Спустя минуту все трое уже сидели за кухонным столом и молча поглощали суп с индейкой – Оуэн и Мэри напротив друг друга, Дэвид между ними.
– Ну как прошел день, – поинтересовалась Мэри, переводя взгляд с сына на мужа и обратно.
– Тебе правда это интересно? – уткнувшись в тарелку и пережевывая мясо, равнодушно спросил отец, – Да всё как обычно, что с нами будет.
Он никогда не был многословен и предпочитал больше делать, нежели болтать. Из-за этого у отца с матерью часто возникали недопонимания и как следствие того – постоянные споры.
Мать покосилась на отца.
– Ну не хочешь не говори, – сказала она.
Снова повисло молчание.
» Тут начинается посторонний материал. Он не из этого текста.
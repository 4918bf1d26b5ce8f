//! Raster Job Orchestrator
//!
//! Accepts geospatial raster operations (clip, reproject, resample, mosaic),
//! queues them, runs them on a pool of async executors against pluggable
//! storage and geoprocessing backends, and tracks each job through a strict
//! lifecycle with progress, cancellation and time limits.

pub mod app_state;
pub mod config;
pub mod models;
pub mod routes;
pub mod services;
Тишину нарушало лишь постукивание ложек.
Дэвид доел суп и, подняв голову, увидел на себе пристальный взгляд матери. Она с улыбкой на лице молча наблюдала за ним.
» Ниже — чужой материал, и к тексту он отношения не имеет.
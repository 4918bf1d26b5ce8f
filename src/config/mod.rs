use serde::Deserialize;
use std::time::Duration;

#[derive(Debug, Clone, Deserialize)]
pub struct AppConfig {
    /// Server bind address (e.g., "0.0.0.0:8000"). Ignored by the standalone worker.
    #[serde(default = "default_bind_addr")]
    pub bind_addr: String,

    /// Redis connection string. When unset, jobs and tasks live in process memory.
    #[serde(default)]
    pub redis_url: Option<String>,

    /// Key prefix for every Redis key the orchestrator writes
    #[serde(default = "default_redis_namespace")]
    pub redis_namespace: String,

    /// Root directory for rasters when no bucket is configured
    #[serde(default = "default_storage_root")]
    pub storage_root: String,

    /// Prefix (relative to the storage root or bucket) for produced rasters
    #[serde(default = "default_output_prefix")]
    pub output_prefix: String,

    /// S3-compatible bucket (R2, MinIO). Takes precedence over `storage_root`.
    #[serde(default)]
    pub s3_bucket: Option<String>,

    #[serde(default)]
    pub s3_endpoint: Option<String>,

    #[serde(default)]
    pub s3_access_key: Option<String>,

    #[serde(default)]
    pub s3_secret_key: Option<String>,

    /// Base URL of the geoprocessing service
    #[serde(default = "default_geo_service_url")]
    pub geo_service_url: String,

    /// Per-request timeout for geoprocessing calls, in seconds
    #[serde(default = "default_geo_timeout_secs")]
    pub geo_timeout_secs: u64,

    /// Number of executors per worker process
    #[serde(default = "default_max_concurrent_jobs")]
    pub max_concurrent_jobs: usize,

    /// Hard time limit per job, in seconds
    #[serde(default = "default_job_timeout_secs")]
    pub job_timeout_secs: u64,

    /// The soft limit fires this many seconds before the hard limit
    #[serde(default = "default_soft_timeout_margin_secs")]
    pub soft_timeout_margin_secs: u64,

    /// Deliveries of one task before its job is failed outright
    #[serde(default = "default_max_deliveries")]
    pub max_deliveries: u32,

    /// How long an idle executor blocks on the queue, in milliseconds
    #[serde(default = "default_poll_interval_ms")]
    pub poll_interval_ms: u64,

    /// How often running jobs are checked for external cancellation, in milliseconds
    #[serde(default = "default_cancel_check_interval_ms")]
    pub cancel_check_interval_ms: u64,

    /// How often expired task leases are requeued, in milliseconds
    #[serde(default = "default_reclaim_interval_ms")]
    pub reclaim_interval_ms: u64,

    /// How often executor snapshots are published for other processes, in milliseconds
    #[serde(default = "default_worker_heartbeat_interval_ms")]
    pub worker_heartbeat_interval_ms: u64,

    /// Run executors inside the API process
    #[serde(default = "default_embedded_workers")]
    pub embedded_workers: bool,

    /// Name reported in worker status; must differ between worker processes.
    /// Defaults to "worker@$HOSTNAME", or the process id without a hostname
    #[serde(default = "default_worker_name")]
    pub worker_name: String,
}

fn default_bind_addr() -> String {
    "0.0.0.0:8000".to_string()
}

fn default_redis_namespace() -> String {
    "raster".to_string()
}

fn default_storage_root() -> String {
    "./data".to_string()
}

fn default_output_prefix() -> String {
    "outputs".to_string()
}

fn default_geo_service_url() -> String {
    "http://127.0.0.1:8090".to_string()
}

fn default_geo_timeout_secs() -> u64 {
    600
}

fn default_max_concurrent_jobs() -> usize {
    5
}

fn default_job_timeout_secs() -> u64 {
    7200
}

fn default_soft_timeout_margin_secs() -> u64 {
    60
}

fn default_max_deliveries() -> u32 {
    3
}

fn default_poll_interval_ms() -> u64 {
    1000
}

fn default_cancel_check_interval_ms() -> u64 {
    2000
}

fn default_reclaim_interval_ms() -> u64 {
    30_000
}

fn default_worker_heartbeat_interval_ms() -> u64 {
    10_000
}

fn default_embedded_workers() -> bool {
    true
}

fn default_worker_name() -> String {
    let host = std::env::var("HOSTNAME")
        .ok()
        .filter(|h| !h.is_empty())
        .unwrap_or_else(|| std::process::id().to_string());
    format!("worker@{host}")
}

impl AppConfig {
    pub fn from_env() -> Result<Self, envy::Error> {
        dotenvy::dotenv().ok();
        envy::from_env()
    }

    pub fn hard_time_limit(&self) -> Duration {
        Duration::from_secs(self.job_timeout_secs.max(1))
    }

    /// Hard limit minus the margin, never below one second.
    pub fn soft_time_limit(&self) -> Duration {
        Duration::from_secs(
            self.job_timeout_secs
                .saturating_sub(self.soft_timeout_margin_secs)
                .max(1),
        )
    }

    /// A lease outlives the hard limit so only vanished executors lose their task.
    pub fn task_lease(&self) -> Duration {
        self.hard_time_limit() + Duration::from_secs(self.soft_timeout_margin_secs.max(30))
    }

    pub fn poll_interval(&self) -> Duration {
        Duration::from_millis(self.poll_interval_ms.max(10))
    }

    pub fn cancel_check_interval(&self) -> Duration {
        Duration::from_millis(self.cancel_check_interval_ms.max(10))
    }

    pub fn reclaim_interval(&self) -> Duration {
        Duration::from_millis(self.reclaim_interval_ms.max(10))
    }

    pub fn worker_heartbeat_interval(&self) -> Duration {
        Duration::from_millis(self.worker_heartbeat_interval_ms.max(10))
    }

    /// Bucket credentials, if every S3 setting is present.
    pub fn s3_settings(&self) -> Option<(&str, &str, &str, &str)> {
        Some((
            self.s3_bucket.as_deref()?,
            self.s3_endpoint.as_deref()?,
            self.s3_access_key.as_deref()?,
            self.s3_secret_key.as_deref()?,
        ))
    }
}

#[cfg(test)]
mod tests {
    use super::*;

    #[test]
    fn test_defaults_from_empty_env() {
        let config: AppConfig = envy::from_iter(Vec::<(String, String)>::new()).unwrap();
        assert_eq!(config.bind_addr, "0.0.0.0:8000");
        assert!(config.redis_url.is_none());
        assert_eq!(config.max_concurrent_jobs, 5);
        assert_eq!(config.max_deliveries, 3);
        assert_eq!(config.hard_time_limit(), Duration::from_secs(7200));
        assert_eq!(config.soft_time_limit(), Duration::from_secs(7140));
        assert!(config.task_lease() > config.hard_time_limit());
        assert!(config.s3_settings().is_none());
        assert!(config.worker_name.starts_with("worker@"));
        assert_eq!(config.worker_heartbeat_interval(), Duration::from_secs(10));
    }

    #[test]
    fn test_overrides() {
        let config: AppConfig = envy::from_iter(vec![
            ("REDIS_URL".to_string(), "redis://localhost:6379".to_string()),
            ("JOB_TIMEOUT_SECS".to_string(), "30".to_string()),
            ("SOFT_TIMEOUT_MARGIN_SECS".to_string(), "60".to_string()),
            ("EMBEDDED_WORKERS".to_string(), "false".to_string()),
        ])
        .unwrap();
        assert_eq!(config.redis_url.as_deref(), Some("redis://localhost:6379"));
        assert!(!config.embedded_workers);
        // margin larger than the limit still leaves a usable soft limit
        assert_eq!(config.soft_time_limit(), Duration::from_secs(1));
    }
}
– Что? – вопросительно вскинул брови Дэвид.
– Когда же ты уже женишься-то а? – вдруг спросила она.
Дэвид поперхнулся. Такой вопрос застал его врасплох и заставил перемениться в лице. Дэвид вообще старался всячески избегать этой больной темы. Он не хотел жениться, ему было мало найти одну единственную. Дэвид хотел всех девушек, и сразу.
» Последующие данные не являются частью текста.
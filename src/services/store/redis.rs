use async_trait::async_trait;
use chrono::Utc;
use redis::{AsyncCommands, Script};
use std::collections::BTreeMap;
use std::time::Duration;
use uuid::Uuid;

use super::{JobStore, StoreError};
use crate::models::job::{Job, JobStatus, Transition};
use crate::models::worker::WorkerSnapshot;

/// Optimistic-lock attempts before a transition gives up with `Conflict`.
const CAS_RETRIES: usize = 8;

const INSERT_SCRIPT: &str = r#"
if redis.call('EXISTS', KEYS[1]) == 1 then
  return 0
end
redis.call('HSET', KEYS[1], 'version', ARGV[1], 'data', ARGV[2])
redis.call('ZADD', KEYS[2], ARGV[3], ARGV[4])
return 1
"#;

/// Replace `data` only if `version` still holds the value the caller read.
const CAS_SCRIPT: &str = r#"
local current = redis.call('HGET', KEYS[1], 'version')
if not current then
  return -1
end
if current ~= ARGV[1] then
  return 0
end
redis.call('HSET', KEYS[1], 'version', ARGV[2], 'data', ARGV[3])
return 1
"#;

/// Job records as Redis hashes (`version`, `data`) plus a sorted-set index by
/// creation time. Transitions are read-apply-compare-and-swap.
///
/// Worker snapshots live in `<ns>:worker:<name>` with a TTL, indexed by expiry
/// in `<ns>:workers`.
pub struct RedisJobStore {
    client: redis::Client,
    namespace: String,
}

impl RedisJobStore {
    pub fn new(redis_url: &str, namespace: &str) -> Result<Self, StoreError> {
        let client = redis::Client::open(redis_url)?;
        Ok(Self {
            client,
            namespace: namespace.to_string(),
        })
    }

    fn job_key(&self, id: Uuid) -> String {
        format!("{}:job:{}", self.namespace, id)
    }

    fn index_key(&self) -> String {
        format!("{}:jobs", self.namespace)
    }

    fn worker_key(&self, name: &str) -> String {
        format!("{}:worker:{}", self.namespace, name)
    }

    fn workers_key(&self) -> String {
        format!("{}:workers", self.namespace)
    }

    async fn connection(&self) -> Result<redis::aio::MultiplexedConnection, StoreError> {
        Ok(self.client.get_multiplexed_async_connection().await?)
    }
}

#[async_trait]
impl JobStore for RedisJobStore {
    async fn insert(&self, job: &Job) -> Result<(), StoreError> {
        let mut conn = self.connection().await?;
        let data = serde_json::to_string(job)?;

        let inserted: i64 = Script::new(INSERT_SCRIPT)
            .key(self.job_key(job.id))
            .key(self.index_key())
            .arg(job.version)
            .arg(data)
            .arg(job.created_at.timestamp_millis())
            .arg(job.id.to_string())
            .invoke_async(&mut conn)
            .await?;

        if inserted == 0 {
            return Err(StoreError::Duplicate(job.id));
        }
        Ok(())
    }

    async fn get(&self, id: Uuid) -> Result<Option<Job>, StoreError> {
        let mut conn = self.connection().await?;
        let data: Option<String> = conn.hget(self.job_key(id), "data").await?;
        match data {
            Some(data) => Ok(Some(serde_json::from_str(&data)?)),
            None => Ok(None),
        }
    }

    async fn transition(&self, id: Uuid, transition: &Transition) -> Result<Job, StoreError> {
        let mut conn = self.connection().await?;
        let key = self.job_key(id);
        let script = Script::new(CAS_SCRIPT);

        for _ in 0..CAS_RETRIES {
            let data: Option<String> = conn.hget(&key, "data").await?;
            let mut job: Job = match data {
                Some(data) => serde_json::from_str(&data)?,
                None => return Err(StoreError::NotFound(id)),
            };

            let read_version = job.version;
            job.apply(transition)?;

            let swapped: i64 = script
                .key(&key)
                .arg(read_version)
                .arg(job.version)
                .arg(serde_json::to_string(&job)?)
                .invoke_async(&mut conn)
                .await?;

            match swapped {
                1 => return Ok(job),
                -1 => return Err(StoreError::NotFound(id)),
                _ => tracing::debug!(job_id = %id, "Job version moved, retrying transition"),
            }
        }

        Err(StoreError::Conflict(id))
    }

    async fn list(&self, status: Option<JobStatus>, limit: usize) -> Result<Vec<Job>, StoreError> {
        let mut conn = self.connection().await?;
        let ids: Vec<String> = conn.zrevrange(self.index_key(), 0, -1).await?;

        let mut jobs = Vec::new();
        for chunk in ids.chunks(100) {
            let mut pipe = redis::pipe();
            for id in chunk {
                pipe.hget(format!("{}:job:{}", self.namespace, id), "data");
            }
            let rows: Vec<Option<String>> = pipe.query_async(&mut conn).await?;

            for data in rows.into_iter().flatten() {
                let job: Job = serde_json::from_str(&data)?;
                if status.map_or(true, |s| job.status == s) {
                    jobs.push(job);
                    if jobs.len() >= limit {
                        return Ok(jobs);
                    }
                }
            }
        }
        Ok(jobs)
    }

    async fn publish_workers(
        &self,
        workers: &BTreeMap<String, WorkerSnapshot>,
        ttl: Duration,
    ) -> Result<(), StoreError> {
        if workers.is_empty() {
            return Ok(());
        }
        let mut conn = self.connection().await?;
        let ttl_ms = ttl.as_millis().max(1) as u64;
        let expires = Utc::now().timestamp_millis() + ttl_ms as i64;

        let mut pipe = redis::pipe();
        pipe.atomic();
        for (name, snapshot) in workers {
            pipe.cmd("SET")
                .arg(self.worker_key(name))
                .arg(serde_json::to_string(snapshot)?)
                .arg("PX")
                .arg(ttl_ms)
                .ignore();
            pipe.zadd(self.workers_key(), name, expires).ignore();
        }
        pipe.query_async::<()>(&mut conn).await?;
        Ok(())
    }

    async fn worker_snapshots(&self) -> Result<BTreeMap<String, WorkerSnapshot>, StoreError> {
        let mut conn = self.connection().await?;
        let now = Utc::now().timestamp_millis();
        conn.zrembyscore::<_, _, _, ()>(self.workers_key(), "-inf", now).await?;
        let names: Vec<String> = conn.zrange(self.workers_key(), 0, -1).await?;
        if names.is_empty() {
            return Ok(BTreeMap::new());
        }

        let keys: Vec<String> = names.iter().map(|n| self.worker_key(n)).collect();
        let rows: Vec<Option<String>> = redis::cmd("MGET")
            .arg(&keys)
            .query_async(&mut conn)
            .await?;

        let mut workers = BTreeMap::new();
        for (name, data) in names.into_iter().zip(rows) {
            let Some(data) = data else { continue };
            match serde_json::from_str::<WorkerSnapshot>(&data) {
                Ok(snapshot) => {
                    workers.insert(name, snapshot);
                }
                Err(e) => tracing::warn!(worker = %name, error = %e, "Ignoring unreadable worker snapshot"),
            }
        }
        Ok(workers)
    }

    async fn health(&self) -> Result<(), StoreError> {
        let mut conn = self.connection().await?;
        redis::cmd("PING").query_async::<String>(&mut conn).await?;
        Ok(())
    }

    fn describe(&self) -> String {
        format!("redis ({})", self.namespace)
    }
}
– А что если я не хочу? – неуверенным осипшим голосом сказал Дэвид, стараясь побыстрее покончить с ужином и скрыться в своей комнате, чтобы избавиться от этого неприятного разговора.
– Ну как так, все нормальные люди женятся, а ты что? – пытаясь придать мягкости голосу, не унималась мать. – Двадцать пять лет всё-таки уже, пора.
– Только для этого для начала надо из дома выйти, – усмехнулся отец, – иначе потом поздно будет.
– Так, понятно, – резко ответил Дэвид и, быстро допив
Он вышел из-за стола и скрылся в дверном проеме.
– Спасибо, мам, было вкусно! – бросил он через плечо. – Я спать.
Оуэн и Мэри переглянулись.
– М-да уж, разговора опять не получилось, – нахмурив брови, сказал Оуэн.
– Иногда мне кажется, что это наша вина… – Мэри опустила глаза в стол, – Мы воспитали слишком «правильного» сына для этого злобного мира…
– Мэри, не вини себя. Отложим этот разговор на следующий раз, – успокоил ее Оуэн.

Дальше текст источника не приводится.